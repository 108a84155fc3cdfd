//! Channel traits and message types.

use async_trait::async_trait;
use serde::Serialize;

use crate::email::EmailError;
use crate::push::PushError;

/// One browser push subscription.
#[derive(Debug, Clone)]
pub struct PushTarget {
    pub endpoint: String,
    /// Base64url-encoded uncompressed P-256 public key of the browser.
    pub p256dh: String,
    /// Base64url-encoded 16-byte authentication secret.
    pub auth: String,
}

/// JSON payload delivered to the service worker.
#[derive(Debug, Clone, Serialize)]
pub struct PushMessage {
    pub title: String,
    pub body: String,
    pub url: String,
}

/// A rendered email.
#[derive(Debug, Clone)]
pub struct EmailMessage {
    pub to: String,
    pub subject: String,
    /// Plain-text body; the HTML alternative is derived from it.
    pub body: String,
}

/// Sends one push message to one endpoint.
#[async_trait]
pub trait PushSender: Send + Sync {
    async fn send(&self, target: &PushTarget, message: &PushMessage) -> Result<(), PushError>;
}

/// Sends one email.
#[async_trait]
pub trait EmailSender: Send + Sync {
    async fn send(&self, message: &EmailMessage) -> Result<(), EmailError>;
}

## The task
What you return must match the listing above exactly, with every line included.

## Answer below
repository 108a84155fc3cdfd
//! Channel traits and message types.

use async_trait::async_trait;
use serde::Serialize;

use crate::email::EmailError;
use crate::push::PushError;

/// One browser push subscription.
#[derive(Debug, Clone)]
pub struct PushTarget {
    pub endpoint: String,
    /// Base64url-encoded uncompressed P-256 public key of the browser.
    pub p256dh: String,
    /// Base64url-encoded 16-byte authentication secret.
    pub auth: String,
}

/// JSON payload delivered to the service worker.
#[derive(Debug, Clone, Serialize)]
pub struct PushMessage {
    pub title: String,
    pub body: String,
    pub url: String,
}

/// A rendered email.
#[derive(Debug, Clone)]
pub struct EmailMessage {
    pub to: String,
    pub subject: String,
    /// Plain-text body; the HTML alternative is derived from it.
    pub body: String,
}

/// Sends one push message to one endpoint.
#[async_trait]
pub trait PushSender: Send + Sync {
    async fn send(&self, target: &PushTarget, message: &PushMessage) -> Result<(), PushError>;
}

/// Sends one email.
#[async_trait]
pub trait EmailSender: Send + Sync {
    async fn send(&self, message: &EmailMessage) -> Result<(), EmailError>;
}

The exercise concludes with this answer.